Communication is an essential aspect of an individual’s interaction with others. It is important to understand what defines communication and the different forms of communication. Communication is simply defined as the sending and receiving of messages, as well as an understanding of the message between the sender and receiver (Cheesebro, O’Connor, and Rios, 2010). These messages can be sent through various methods, most notably verbal, written, nonverbal, and unwritten forms. This paper will discuss nonverbal and unwritten communication, commonly referred to a demonstrative communication.

Demonstrative communication uses facial expressions, body posture, gestures, tone, and eye contact to transmit and receive a message. When used in conjunction with verbal communication, demonstrative communication can stress the point of the message. It can also have meaning when used just by itself. Demonstrative communication can be effective and ineffective as well as positive and negative for both the sender and the receiver.

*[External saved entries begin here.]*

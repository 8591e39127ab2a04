//! Surface size and field resolution
//!
//! The drawable surface is passed in explicitly as a [`SurfaceSize`] (logical
//! client size plus pixel ratio) rather than read from the window, so every
//! resolution computation is a pure function of its inputs.

/// Logical size of the drawable surface and its device pixel ratio.
#[derive(Debug, Clone, Copy, PartialEq)]
pub struct SurfaceSize {
    pub client_width: f32,
    pub client_height: f32,
    pub pixel_ratio: f32,
}

impl SurfaceSize {
    pub fn new(client_width: f32, client_height: f32, pixel_ratio: f32) -> Self {
        Self {
            client_width,
            client_height,
            pixel_ratio,
        }
    }

    /// A surface already measured in physical pixels.
    pub fn from_physical(width: u32, height: u32) -> Self {
        Self::new(width as f32, height as f32, 1.0)
    }

    /// Size in physical pixels, at least 1x1.
    pub fn physical(&self) -> (u32, u32) {
        (
            scale_by_pixel_ratio(self.client_width, self.pixel_ratio).max(1),
            scale_by_pixel_ratio(self.client_height, self.pixel_ratio).max(1),
        )
    }

    /// Physical width over physical height.
    pub fn aspect_ratio(&self) -> f32 {
        let (width, height) = self.physical();
        width as f32 / height as f32
    }
}

/// Convert a logical length to whole physical pixels.
pub fn scale_by_pixel_ratio(length: f32, pixel_ratio: f32) -> u32 {
    let ratio = if pixel_ratio.is_finite() && pixel_ratio > 0.0 {
        pixel_ratio
    } else {
        1.0
    };
    let scaled = (length * ratio).floor();
    if scaled.is_finite() && scaled > 0.0 {
        scaled as u32
    } else {
        0
    }
}

/// Grid size of a field.
#[derive(Debug, Clone, Copy, PartialEq, Eq)]
pub struct Resolution {
    pub width: u32,
    pub height: u32,
}

/// Grid for a field whose short side is `resolution` texels, matching the
/// orientation of a `width`x`height` surface.
pub fn field_resolution(resolution: u32, width: u32, height: u32) -> Resolution {
    let (width, height) = (width.max(1), height.max(1));
    let mut aspect_ratio = width as f32 / height as f32;
    if aspect_ratio < 1.0 {
        aspect_ratio = 1.0 / aspect_ratio;
    }

    let min = resolution.max(1);
    let max = ((resolution as f32 * aspect_ratio).round() as u32).max(1);

    if width > height {
        Resolution {
            width: max,
            height: min,
        }
    } else {
        Resolution {
            width: min,
            height: max,
        }
    }
}

#[cfg(test)]
mod tests {
    use super::*;
    use proptest::prelude::*;

    #[test]
    fn test_landscape_and_portrait() {
        assert_eq!(field_resolution(128, 1920, 1080), Resolution { width: 228, height: 128 });
        assert_eq!(field_resolution(128, 1080, 1920), Resolution { width: 128, height: 228 });
        assert_eq!(field_resolution(128, 500, 500), Resolution { width: 128, height: 128 });
    }

    #[test]
    fn test_degenerate_surface_clamps() {
        assert_eq!(field_resolution(0, 0, 0), Resolution { width: 1, height: 1 });
        assert_eq!(SurfaceSize::new(0.0, 0.4, 1.0).physical(), (1, 1));
        assert_eq!(SurfaceSize::new(100.0, 50.0, f32::NAN).physical(), (100, 50));
    }

    #[test]
    fn test_pixel_ratio_floors() {
        let surface = SurfaceSize::new(333.0, 200.0, 1.5);
        assert_eq!(surface.physical(), (499, 300));
        assert_eq!(scale_by_pixel_ratio(10.0, 2.0), 20);
    }

    proptest! {
        #[test]
        fn prop_short_side_is_resolution(resolution in 1u32..2048, width in 1u32..4096, height in 1u32..4096) {
            let grid = field_resolution(resolution, width, height);
            prop_assert_eq!(grid.width.min(grid.height), resolution);
            prop_assert!(grid.width >= 1 && grid.height >= 1);
            if width > height {
                prop_assert!(grid.width >= grid.height);
            } else {
                prop_assert!(grid.height >= grid.width);
            }
        }
    }
}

Demonstrative communication can be positive and effective

Understanding the basics of demonstrative communication can make it easy to interpret the moods and actions of others (Powell, 2011). A sender can observe nonverbal communication and have the understanding if the message that they had intended has been received in the manner that it was intended. This can help to streamline the communication process. For example, if a person has his arms crossed across their chest, he is not receptive to conversation, or does not want to understand the message being sent. Also, because of its limitations, demonstrative communication is short and to the point (Powell, 2011). This is a definite advantage and makes it very effective for both sender and receiver. A simple smile can communicate to that the message has been received and that it has been understood.

Demonstrative communication is also...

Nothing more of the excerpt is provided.